Mr. Glauber, an expert in corporate finance and investment banking, was selected by former senator Nicholas Brady (R-N.J.), a prominent Wall Street securities executive, to serve as executive director of a commission created to determine the cause of the Oct. 19, 1987, market breakdown, known as Black Monday, and to propose steps to prevent similar crashes from happening in the future.
The task force, chaired by Brady and popularly known as the Brady Commission, set up shop in Manhattan in late 1987, and was given just 60 days to investigate the stock market free fall — when the Dow Jones industrial average dropped a historic 508 points, or 22.6 percent, in a single day of trading — and to report its findings to help restore confidence in the stability of the markets.

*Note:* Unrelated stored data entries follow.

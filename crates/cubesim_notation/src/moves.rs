use std::fmt;
use std::str::FromStr;

use crate::{Axis, Face, InvalidMoveError, Modifier};

/// Single face turn, such as `R`, `U'`, or `F2`.
#[derive(Debug, Copy, Clone, PartialEq, Eq, Hash, PartialOrd, Ord)]
#[cfg_attr(test, derive(proptest_derive::Arbitrary))]
pub struct Move {
    /// Face whose layer is turned.
    pub face: Face,
    /// Direction and amount of the turn.
    pub modifier: Modifier,
}

impl fmt::Display for Move {
    fn fmt(&self, f: &mut fmt::Formatter<'_>) -> fmt::Result {
        write!(f, "{}{}", self.face, self.modifier)
    }
}

impl FromStr for Move {
    type Err = InvalidMoveError;

    fn from_str(s: &str) -> Result<Self, Self::Err> {
        let mut chars = s.chars();
        let first = chars.next().ok_or(InvalidMoveError::Empty)?;
        let face = Face::from_symbol(first).ok_or(InvalidMoveError::BadFace(first))?;
        let modifier = match chars.next() {
            None => Modifier::None,
            Some(c) => Modifier::from_suffix(c).ok_or(InvalidMoveError::BadModifier(c))?,
        };
        if chars.next().is_some() {
            return Err(InvalidMoveError::TooLong(s.to_owned()));
        }
        Ok(Self { face, modifier })
    }
}

impl From<Face> for Move {
    fn from(face: Face) -> Self {
        Self::new(face, Modifier::None)
    }
}

impl Move {
    /// Every distinct move token: 6 faces times 3 modifiers.
    pub const ALL: [Self; 18] = {
        let mut ret = [Self::new(Face::R, Modifier::None); 18];
        let mut i = 0;
        while i < 18 {
            ret[i] = Self::new(Face::ALL[i / 3], Modifier::ALL[i % 3]);
            i += 1;
        }
        ret
    };

    /// Constructs a move.
    pub const fn new(face: Face, modifier: Modifier) -> Self {
        Self { face, modifier }
    }

    /// Returns the axis of rotation.
    pub fn axis(self) -> Axis {
        self.face.axis()
    }
    /// Returns the coordinate of the turning layer along [`Self::axis()`]:
    /// `1` or `-1`.
    pub fn layer(self) -> i8 {
        self.face.layer()
    }
    /// Returns the number of quarter turns: `1` or `2`.
    pub fn turns(self) -> u8 {
        match self.modifier {
            Modifier::None | Modifier::Prime => 1,
            Modifier::Double => 2,
        }
    }
    /// Returns the direction of each quarter turn: `1` or `-1`.
    ///
    /// A half turn keeps the face's base direction.
    pub fn dir(self) -> i8 {
        match self.modifier {
            Modifier::None | Modifier::Double => self.face.base_dir(),
            Modifier::Prime => -self.face.base_dir(),
        }
    }

    /// Returns the move that undoes this one.
    #[must_use]
    pub fn inv(self) -> Self {
        Self::new(self.face, self.modifier.inv())
    }
}

/// Returns the inverse of a move token using only its text.
///
/// - A token ending in `'` has it removed.
/// - A token ending in `2` is its own inverse.
/// - Any other token gets `'` appended.
///
/// The token is not validated; use [`Move::inv()`] for parsed moves.
pub fn invert_token(token: &str) -> String {
    if let Some(rest) = token.strip_suffix('\'') {
        rest.to_owned()
    } else if token.ends_with('2') {
        token.to_owned()
    } else {
        format!("{token}'")
    }
}
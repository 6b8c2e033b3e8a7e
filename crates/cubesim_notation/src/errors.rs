use thiserror::Error;

/// Error produced when a move token does not match the grammar.
#[derive(Error, Debug, Clone, PartialEq, Eq, Hash)]
pub enum InvalidMoveError {
    /// Empty token
    #[error("empty move token")]
    Empty,
    /// Leading character is not one of `R`, `L`, `U`, `D`, `F`, `B`
    #[error("invalid face {0:?} in move token")]
    BadFace(char),
    /// Trailing character is not `'` or `2`
    #[error("invalid modifier {0:?} in move token")]
    BadModifier(char),
    /// Token has more than one modifier character
    #[error("move token {0:?} is too long")]
    TooLong(String),
}

/// Error produced when an operation needs at least one move but got none.
///
/// This is surfaced to the user as a no-op, never as a crash.
#[derive(Error, Debug, Copy, Clone, PartialEq, Eq, Hash)]
#[error("no moves available")]
pub struct EmptyInputError;
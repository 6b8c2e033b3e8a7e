use std::path::{Path, PathBuf};

use directories::ProjectDirs;
use eyre::{OptionExt, Result};
use serde::Serialize;

const PREFS_FILE_NAME: &str = "cubesim-prefs";
const PREFS_FILE_EXTENSION: &str = "yaml";

/// Returns the default location of the user preferences file.
pub fn prefs_file() -> Result<PathBuf> {
    let dirs = ProjectDirs::from("", "", "cubesim").ok_or_eyre("no home directory")?;
    Ok(dirs
        .config_dir()
        .join(format!("{PREFS_FILE_NAME}.{PREFS_FILE_EXTENSION}")))
}

pub fn user_config_source(path: &Path) -> config::File<config::FileSourceFile, config::FileFormat> {
    config::File::from(path)
        .format(crate::PREFS_FILE_FORMAT)
        .required(false)
}

pub fn save(path: &Path, prefs_data: &impl Serialize) -> Result<()> {
    if let Some(p) = path.parent() {
        std::fs::create_dir_all(p)?;
    }
    serde_norway::to_writer(std::fs::File::create(path)?, prefs_data)?;
    Ok(())
}

/// Renames a preferences file that could not be loaded so that it is not
/// overwritten. Emits a log message indicating success or failure.
pub fn move_to_backup_file(original: &Path) {
    if !original.exists() {
        return;
    }
    let mut backup_path = original.as_os_str().to_owned();
    backup_path.push(".bak");
    match std::fs::rename(original, &backup_path) {
        Ok(()) => log::info!(
            "Moved {} to {}",
            original.display(),
            Path::new(&backup_path).display(),
        ),
        Err(e) => log::error!("Error moving {} to backup file: {e}", original.display()),
    }
}
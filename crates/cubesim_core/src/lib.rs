//! Cubie model and turn engine for the 3x3x3 cube.
//!
//! The cube is modeled as 26 cubies on the integer lattice `{-1, 0, 1}³`
//! (minus the invisible center). A face turn selects the 9 cubies in a layer
//! and rotates their coordinates by a quarter turn at a time.

mod cubie;
mod pos;
mod scramble;

/// Re-export of `cubesim_notation`.
pub use cubesim_notation as notation;
pub use cubesim_notation::{Axis, Face, Modifier, Move};

pub use crate::cubie::{Cubie, CubieSet, LayerIndices, select_layer};
pub use crate::pos::{Orientation, Pos};
pub use crate::scramble::{ScrambleParams, scramble_with_rng};

/// Number of cubies in the puzzle.
pub const CUBIE_COUNT: usize = 26;
/// Number of cubies in a face layer.
pub const LAYER_SIZE: usize = 9;

/// Default length for a scramble.
pub const DEFAULT_SCRAMBLE_LENGTH: u32 = 20;
/// Default number of consecutive rejected candidates allowed for one position
/// of a scramble before it is cut short.
pub const DEFAULT_SCRAMBLE_RETRIES: u32 = 100;
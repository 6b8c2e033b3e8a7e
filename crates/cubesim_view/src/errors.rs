use cubesim_core::notation::EmptyInputError;
use thiserror::Error;

/// Error produced by a [`crate::CubeEngine`] request.
///
/// None of these are fatal; the engine is unchanged when one is returned.
#[derive(Error, Debug, Clone, PartialEq, Eq)]
pub enum EngineError {
    /// There are no moves to undo, invert, or replay.
    #[error(transparent)]
    EmptyInput(#[from] EmptyInputError),
    /// The request needs the cube to be at rest, but turns are pending.
    #[error("turns are still in progress")]
    Busy,
    /// The external solver failed to produce a solution.
    #[error("external solver failed: {0}")]
    Solver(String),
}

Even though the stock market rebounded somewhat in the ensuing days, the swiftness of the sharp decline left many investors unnerved. Mr. Glauber brought with him a Harvard colleague, Professor David W. Mullins Jr., to serve as his deputy. Together, they oversaw a staff of 50 people who poured over financial data, reviewed transaction records and interviewed regulatory officials, investment bankers and money managers, some of whom Mr. Glauber had taught at Harvard.
“It was a super intense time,” said Barbara Glauber. “It was like a homicide investigation where the murderer was still on the loose.”
Mr. Glauber and Mullins co-wrote most of the report for what was officially named the Presidential Task Force on Market Mechanisms. The report cited “triggering” events — such as proposed tax legislation and a higher-than-expected trade deficit leading to higher interest rates — as setting the stage for the massive sell-off that unfolded on Black Monday.
The task force placed the blame for the crash on automated computer trading and investment programs of a few large institutional money management firms as well as selling pressure in the futures exchange and options markets.
The report recommended that the various financial markets be regulated as one system. But its most consequential proposal, which was later implemented by regulators, was the idea of “circuit breakers” to temporarily stop trading in an effort to calm the markets in the face of rampant sell-offs. Circuit breakers were utilized during precipitous drops in the stock market in October 1997 and March 2020.
In 1989, after Brady became President George H.W. Bush’s treasury secretary, he recruited Mr. Glauber to serve in a high-ranking Treasury role as undersecretary for domestic finance. Mullins joined Treasury, as well. Mr. Glauber and Mullins, who soon became known as the Brady Boys, tackled another financial crisis: the ill-considered lending that led to the collapse of the savings and loan industry.
Mr. Glauber played a key role in drafting the administration’s legislative proposal and took part in negotiations with Congress that led to the creation of the Resolution Trust Corp., an entity that helped partly recoup taxpayer losses by selling off the lenders’ assets.
Mr. Glauber was also at the center of Treasury’s 1991 investigation into fraudulent government securities bidding by Salomon Brothers, the storied bond-trading firm that at the time was one of the worlds most powerful investment banks. The auction scandal, which was also investigated by the Securities and Exchange Commission, led to the conviction of Paul Mozer, head of Salomon’s government-bond department, in federal district court. He pleaded guilty to two counts of lying to investigators.
Salomon, which paid nearly $300 million in fines, never recovered from the scandal. It was acquired by Travelers Group in 1997, then went through a series of mergers before being rebranded as part of Citigroup.
By 1992, Mr. Glauber was back at Harvard as an adjunct lecturer in public policy at the John F. Kennedy School of Government. He held top executive positions from 2000 to 2006 at what was then the National Association of Securities Dealers in New York but otherwise spent the remainder of his career at Harvard, where he was a visiting professor at Harvard Law School teaching a course on capital market regulations.
Robert Rudolf Glauber was born in Manhattan on March 22, 1939. His father ran a chain of hat stores, and his mother was a homemaker. He graduated from Harvard in 1961, joined the faculty soon afterward and received a Ph.D. from Harvard Business School in 1965.
His first marriage, to Caroline Herrick, ended in divorce. In addition to his wife of 42 years, of Brookline, survivors include two children from his second marriage, Alexander Glauber and Amelia Glauber, both of New York.
Mr. Glauber was a consultant to corporations and investment banks and was on the boards of the American Stock Exchange, the mortgage finance giant Freddie Mac and the bond-rating agency Moody’s. He also was a board member of the American Exchange Project, a student-exchange organization.
“My dad loved to pull apart complex problems,” said Amelia Glauber. “My brother and I would often laugh because in recent years when people asked my dad what he did, he would respond by saying he was a ‘schoolteacher.’ It would be easy to think this was false humility, but in fact he loved engaging with curious minds who wanted to understand complex concepts and sharing that with other people.”